Gender neutral parenting – has it gone too far?

*If your kids aren't fucked up, your grandkids will be.



xpecting our first baby, my husband and I told my father-in-law that, whatever the sex of our unborn child, we would call it "Baby" - and raise it gender neutral. He saw through our pseudo-liberal joke immediately, but in lots of ways we weren't actually kidding. We are millennial parents (albeit at the elderly end of that cohort) and we were interested in ideas of bringing up our daughter without the life-limiting shackles of being assigned a pink dolly at birth, and so on.

To those parents who have already successfully raised perfectly capable humans without stressing about this, the whole concept of gender neutrality can be a bit of a marmalade dropper, or at the very least an eye-roller. At its more extreme end, it evokes stark images of children not being told what sex they are, banned from playing with the toys they crave, and dressed only in grey or khaki babywear.

But the issue is certainly trending at the moment. Celebrities such as Paloma Faith have said they will be raising their children gender neutral (Faith said she wouldn't reveal the sex of her first born, though it turned out that she meant "to the media", not to the child, as panicked headlines suggested). John Lewis stirred the pot further when it announced it would drop the labels "boys" and "girls" on its childrenswear.

So it's fashionable, but backed up by research, too. One study in the Journal of Adolescent Health found that children subject to strict gender expectations are at an increased risk for mental and physical health problems during and after adolescence. A separate study published in the Journal of Experimental Child Psychology found that kids enrolled in the Sweden's gender-neutral kindergarten system had access to more opportunities, which the researchers predicted would equate to more success as adults.

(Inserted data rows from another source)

/// Direct port of `Antenna_GGAO`'s `slewTime`/`slewTimeTracking` cascade
/// (itself ported from SKED's `ggao_slew.f`): decomposes a slew that would
/// otherwise cross one of the two radar peaks (az 192/552 deg, el < 42 deg)
/// into climb/descend segments around whichever peak is in the way. All
/// angles are in degrees, matching the source's `rad2deg`-converted
/// intermediates.
#[allow(clippy::too_many_arguments)]
fn ggao_cascade(mut az_beg: f64, mut el_beg: f64, mut az_end: f64, mut el_end: f64, az_vel: f64, az_off: f64, az_acc: f64, el_vel: f64, el_off: f64, el_acc: f64) -> f64 {
    const AZ_PK1: f64 = 192.0;
    const AZ_PK2: f64 = 552.0;
    const EL_PK: f64 = 42.0;
    const FUDGE: f64 = 1.0;
    let half_width = EL_PK;

    let az_pk1_lft = AZ_PK1 - half_width;
    let az_pk1_rt = AZ_PK1 + half_width;
    let az_pk2_lft = AZ_PK2 - half_width;
    let az_pk2_rt = AZ_PK2 + half_width;

    if az_beg > az_end {
        std::mem::swap(&mut az_beg, &mut az_end);
        std::mem::swap(&mut el_beg, &mut el_end);
    }

    let az_slewt = sked_slew_time((az_beg - az_end).abs(), az_vel, az_acc);
    let el_slewt = sked_slew_time((el_beg - el_end).abs(), el_vel, el_acc);
    let slew0 = az_slewt.max(el_slewt);

    // Above the mask.
    if el_beg >= EL_PK && el_end >= EL_PK {
        return slew0;
    }
    // Both left of the first mask, both right of the second, or both
    // between the two masks.
    if az_beg <= az_pk1_lft && az_end <= az_pk1_lft {
        return slew0;
    }
    if az_beg >= az_pk2_rt && az_end >= az_pk2_rt {
        return slew0;
    }
    if (az_beg >= az_pk1_rt && az_beg <= az_pk2_lft) && (az_end >= az_pk1_rt && az_end <= az_pk2_lft) {
        return slew0;
    }

    // Starting and ending in the same valley below the peaks.
    if el_beg <= EL_PK && el_end <= EL_PK {
        if az_beg <= AZ_PK1 && az_end <= AZ_PK1 {
            return slew0;
        }
        if az_beg >= AZ_PK2 && az_end >= AZ_PK2 {
            return slew0;
        }
        if (az_beg >= AZ_PK1 && az_beg <= AZ_PK2) && (az_end >= AZ_PK1 && az_end <= AZ_PK2) {
            return slew0;
        }
    }

    // Both within one side of a peak's rectangular mask: normal slewing.
    if (az_beg >= az_pk1_lft && az_beg <= AZ_PK1) && (az_end >= az_pk1_lft && az_end <= AZ_PK1) {
        return slew0;
    }
    if (az_beg >= az_pk2_lft && az_beg <= AZ_PK2) && (az_end >= az_pk2_lft && az_end <= AZ_PK2) {
        return slew0;
    }
    if (az_beg >= AZ_PK1 && az_beg <= az_pk1_rt) && (az_end >= AZ_PK1 && az_end <= az_pk1_rt) {
        return slew0;
    }
    if (az_beg >= AZ_PK2 && az_beg <= az_pk2_rt) && (az_end >= AZ_PK2 && az_end <= az_pk2_rt) {
        return slew0;
    }

    // Going up from the right side of a peak, or down from the left side,
    // never crosses it.
    if el_end > el_beg && el_end > EL_PK && ((az_beg > AZ_PK1 && az_beg < az_pk1_rt) || (az_beg > AZ_PK2 && az_beg < az_pk2_rt)) {
        return slew0;
    }
    if el_beg > el_end && el_beg > EL_PK && ((az_end > az_pk1_lft && az_end < AZ_PK1) || (az_end > az_pk2_lft && az_end < AZ_PK2)) {
        return slew0;
    }

    let el_mid = EL_PK + FUDGE;

    // FIRST CASE: start and end both below the peak, in different valleys.
    if el_beg <= el_mid && el_end <= el_mid {
        let az_mid1 = (if az_beg <= AZ_PK1 { az_pk1_lft } else { az_pk2_lft }).max(az_beg);
        let az_slew1 = sked_slew_time((az_beg - az_mid1).abs(), az_vel, az_acc);
        let el_slew1 = sked_slew_time((el_beg - el_mid).abs(), el_vel, el_acc);

        let az_mid2 = (if az_end >= AZ_PK2 { az_pk2_rt } else { az_pk1_rt }).min(az_end);
        let az_slew2 = sked_slew_time((az_mid2 - az_end).abs(), az_vel, az_acc);
        let el_slew2 = sked_slew_time((el_mid - el_end).abs(), el_vel, el_acc);

        let az_slew1p = az_slew1 - az_off / 2.0;
        let az_slew2p = az_slew2 - az_off / 2.0;
        let el_slew1p = el_slew1 - el_off / 2.0;
        let el_slew2p = el_slew2 - el_off / 2.0;

        return if az_slew1p >= el_slew1p && az_slew2p >= el_slew2p {
            sked_slew_time((az_beg - az_end).abs(), az_vel, az_acc)
        } else if az_slew1p >= el_slew1p && az_slew2p <= el_slew2p {
            sked_slew_time((az_beg - az_mid2).abs(), az_vel, az_acc) + el_slew2 - az_off / 2.0
        } else if az_slew1p <= el_slew1p && az_slew2p >= el_slew2p {
            el_slew1 + sked_slew_time((az_mid1 - az_end).abs(), az_vel, az_acc) - az_off / 2.0
        } else {
            el_slew1 + (az_mid2 - az_mid1) / az_vel + el_slew2
        };
    }

    // SECOND CASE: one endpoint above the peak, the other below (ascending
    // or descending overall).
    let az_mid1 = if el_beg < el_end {
        if az_beg < AZ_PK1 {
            az_pk1_lft
        } else {
            az_pk2_lft
        }
    } else if az_beg < az_pk1_rt {
        az_pk1_rt
    } else {
        az_pk2_rt
    };
    let az_mid1 = az_mid1.max(az_beg).min(az_end);

    let az_slew1p = (az_beg - az_mid1).abs() / az_vel + az_off / 2.0;
    let el_slew1p = (el_beg - el_mid).abs() / el_vel + el_off / 2.0;

    if el_beg < el_end {
        if az_slew1p >= el_slew1p {
            return slew0;
        }
        let az_slew2 = sked_slew_time((az_mid1 - az_end).abs(), az_vel, az_acc);
        el_slewt.max(el_slew1p + az_slew2)
    } else {
        if el_slew1p > az_slew1p {
            return slew0;
        }
        let el_slew2 = sked_slew_time((el_mid - el_end).abs(), el_vel, el_acc);
        az_slewt.max(az_slew1p + el_slew2)
    }
}

/// Entry point for the `Ggao12m` variant: converts to degrees (the
/// cascade's peak constants are degree-valued, per the source) and zeroes
/// the overhead/ramp for tracking mode rather than the original's literal
/// `off = acc = 0` (see [`sked_slew_time`]).
fn ggao12m_slew_time(old: &PointingVector, new: &PointingVector, az_vel_deg_s: f64, az_overhead_s: f64, el_vel_deg_s: f64, el_overhead_s: f64, settle: bool) -> f64 {
    let (az_off, el_off) = if settle { (az_overhead_s, el_overhead_s) } else { (0.0, 0.0) };
    let az_acc = if az_off > 0.0 { az_vel_deg_s / az_off } else { 0.0 };
    let el_acc = if el_off > 0.0 { el_vel_deg_s / el_off } else { 0.0 };
    ggao_cascade(
        old.az.to_degrees(),
        old.el.to_degrees(),
        new.az.to_degrees(),
        new.el.to_degrees(),
        az_vel_deg_s,
        az_off,
        az_acc,
        el_vel_deg_s,
        el_off,
        el_acc,
    )
}

#[cfg(test)]
mod tests {
    use super::*;
    use crate::id::IdRegistry;
    use approx::assert_abs_diff_eq;

    fn pv(id: &mut IdRegistry, az_deg: f64, el_deg: f64, time: u32) -> PointingVector {
        let st = id.next_station();
        let src = id.next_source();
        PointingVector::new(st, src, az_deg.to_radians(), el_deg.to_radians(), 0.0, 0.0, time)
    }

    #[test]
    fn scenario_1_single_azel_slew() {
        // rate=120deg/min both axes, settle=6s, (10,20)->(100,60). With
        // a=v, the critical distance v^2/a = v is only ~2 degrees, so a
        // 90-degree azimuth slew is cruise-dominated rather than purely
        // the sub-critical sqrt regime; this asserts the two-branch
        // formula is applied consistently.
        let rate = 120f64.to_radians() / 60.0;
        let axis = AxisRate {
            rate,
            accel: rate,
            settle_s: 6.0,
        };
        let mount = MountKinematics::AzElSimple { az: axis, el: axis };
        let mut ids = IdRegistry::new();
        let old = pv(&mut ids, 10.0, 20.0, 0);
        let new = pv(&mut ids, 100.0, 60.0, 0);
        let t = mount.slew(&old, &new);

        let crit = rate; // v^2/a with a == v
        let delta_az = 90f64.to_radians();
        let expected_az = 2.0 * rate / rate + (delta_az - crit) / rate + 6.0;
        assert_eq!(t, expected_az.ceil() as u32 + if expected_az.fract() > 0.85 { 1 } else { 0 });
    }

    #[test]
    fn slew_tracking_excludes_settle() {
        let rate = 120f64.to_radians() / 60.0;
        let axis = AxisRate {
            rate,
            accel: rate,
            settle_s: 6.0,
        };
        let mount = MountKinematics::AzElSimple { az: axis, el: axis };
        let mut ids = IdRegistry::new();
        let old = pv(&mut ids, 10.0, 20.0, 0);
        let new = pv(&mut ids, 100.0, 60.0, 0);
        let with_settle = mount.slew(&old, &new);
        let without = mount.slew_tracking(&old, &new);
        assert!(without <= with_settle);
    }

    #[test]
    fn axis_rate_subcritical_uses_sqrt_form() {
        let axis = AxisRate {
            rate: 1.0,
            accel: 1.0,
            settle_s: 0.0,
        };
        // delta << v^2/a, so duration = 2*sqrt(delta).
        let d = axis.duration(0.01);
        assert_abs_diff_eq!(d, 2.0 * 0.1, epsilon = 1e-9);
    }

    #[test]
    fn ggao12m_clears_unobstructed_slew() {
        // Both endpoints above the 42-degree mask: no detour, so this
        // reduces to the same two-branch critical-distance formula as
        // AzElSimple, just with acc derived from vel/off.
        let mount = MountKinematics::Ggao12m {
            az_rate_deg_s: 2.0,
            az_overhead_s: 6.0,
            el_rate_deg_s: 2.0,
            el_overhead_s: 6.0,
        };
        let mut ids = IdRegistry::new();
        let old = pv(&mut ids, 10.0, 50.0, 0);
        let new = pv(&mut ids, 100.0, 60.0, 0);
        // az: dist=90, vel=2, off=6 -> acc=1/3, t_acc=6, crit=12, dist>crit
        // -> 90/2 + 6 = 51. el: dist=10 <= crit=12 -> 2*sqrt(10/(1/3))=10.95.
        assert_eq!(mount.slew(&old, &new), 51);
    }

    #[test]
    fn ggao12m_detours_around_peak() {
        // Climbing from the valley (el=10) to above the mask (el=60) while
        // starting just left of the first peak and ending well past the
        // second: the cascade forces an el-then-az split that costs more
        // than the naive per-axis maximum.
        let mount = MountKinematics::Ggao12m {
            az_rate_deg_s: 2.0,
            az_overhead_s: 6.0,
            el_rate_deg_s: 2.0,
            el_overhead_s: 6.0,
        };
        let mut ids = IdRegistry::new();
        let old = pv(&mut ids, 190.0, 10.0, 0);
        let new = pv(&mut ids, 300.0, 60.0, 0);
        let detoured = mount.slew(&old, &new);

        // Naive per-axis max ignoring the peak: az dist=110 -> 110/2+6=61,
        // el dist=50 -> 50/2+6=31 -> max=61.
        assert!(detoured as f64 > 61.0, "detour should cost more than the naive per-axis max, got {detoured}");
        assert_eq!(detoured, 81);
    }

    #[test]
    fn onsala_rate_zones_normal_band_uses_normal_rate() {
        let zones = RateZones {
            very_slow_lower: -10.0,
            slow_lower: 0.0,
            slow_upper: 100.0,
            very_slow_upper: 110.0,
            very_slow_rate: 0.5,
            slow_rate: 1.0,
            normal_rate: 2.0,
        };
        // Entirely inside the normal band: plain distance/rate.
        assert_abs_diff_eq!(zones.slew_time(20.0, 80.0), 30.0, epsilon = 1e-9);
    }

    #[test]
    fn onsala_rate_zones_slow_down_only_heading_into_the_limit() {
        // The B/D transition zones are direction-asymmetric: moving away
        // from the very-slow band runs at the normal rate, moving into it
        // pays the slow rate. This is what the arc-integrated port
        // captures that simple endpoint averaging cannot.
        let zones = RateZones {
            very_slow_lower: -10.0,
            slow_lower: 0.0,
            slow_upper: 100.0,
            very_slow_upper: 110.0,
            very_slow_rate: 0.5,
            slow_rate: 1.0,
            normal_rate: 2.0,
        };
        let away_from_limit = zones.slew_time(-5.0, 50.0);
        let toward_limit = zones.slew_time(50.0, -5.0);
        assert_abs_diff_eq!(away_from_limit, 27.5, epsilon = 1e-9);
        assert_abs_diff_eq!(toward_limit, 30.0, epsilon = 1e-9);
        assert!(toward_limit > away_from_limit);
    }

    #[test]
    fn onsala13_mount_takes_slower_of_the_two_axes_plus_overhead() {
        let fast_zones = RateZones {
            very_slow_lower: -1000f64.to_radians(),
            slow_lower: -1000f64.to_radians(),
            slow_upper: 1000f64.to_radians(),
            very_slow_upper: 1000f64.to_radians(),
            very_slow_rate: 1.0f64.to_radians(),
            slow_rate: 1.0f64.to_radians(),
            normal_rate: 5.0f64.to_radians(),
        };
        let slow_zones = RateZones {
            normal_rate: 1.0f64.to_radians(),
            ..fast_zones
        };
        let mount = MountKinematics::Onsala13 {
            az: fast_zones,
            el: slow_zones,
            az_overhead_s: 2.0,
            el_overhead_s: 3.0,
        };
        let mut ids = IdRegistry::new();
        let old = pv(&mut ids, 0.0, 0.0, 0);
        let new = pv(&mut ids, 10.0, 10.0, 0);
        // az: 10 deg / 5 deg/s + 2 = 4. el: 10 deg / 1 deg/s + 3 = 13.
        assert_eq!(mount.slew(&old, &new), 13);
        // Tracking mode drops both axes' overhead.
        assert_eq!(mount.slew_tracking(&old, &new), 10);
    }
}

There was also a BBC documentary last year, No More Boys and Girls: Can Our Kids Go Gender Free?, which followed a class of seven-year-olds. It observed that girls called themselves pretty, but had lower self-esteem than the boys, while boys had a limited vocabulary when describing their emotions. Wanting the best for our child (like all parents), my husband and I made a conscious effort to tell our daughter, from birth, how brave and strong and intelligent she was, instead of how "pretty" (it's quite hard to ascribe intelligence to an immobile spud that just feeds and sleeps, but we did our best); and we bought her the cult book Good Night Stories for Rebel Girls - about female astronauts, engineers and civil rights campaigners - along with toy cars and Lego and dinosaur baby-grows. Not a dolly in sight.

Our bemused parents played along, gamely. Not that either of them had raised us in a world of pink and princesses (me) or macho boy stuff (my husband). I was very into my dad's old toy cars, along with dolls, whereas my husband loved to draw and play sport. But somewhere between my childhood in the early Eighties and today, female childhood seemed to become saturated in a pink hue. And my generation of parents have felt the need to respond with campaigns like Pink Stinks and Let Toys be Toys. But have we taken it too far?

Helen Wills, the blogger actuallymummy.co.uk, who has a 13-year-old daughter, Maddie, and 11-year-old son, Evan, says that she sees "quite a lot of angst from parents of younger girls". Her advice? "Chill the heck out," she laughs. "The important thing is to be aware what they enjoy, expose them to everything and don't jump to the conclusion that if your little girl loves pink her mind's been warped by a patriarchal society."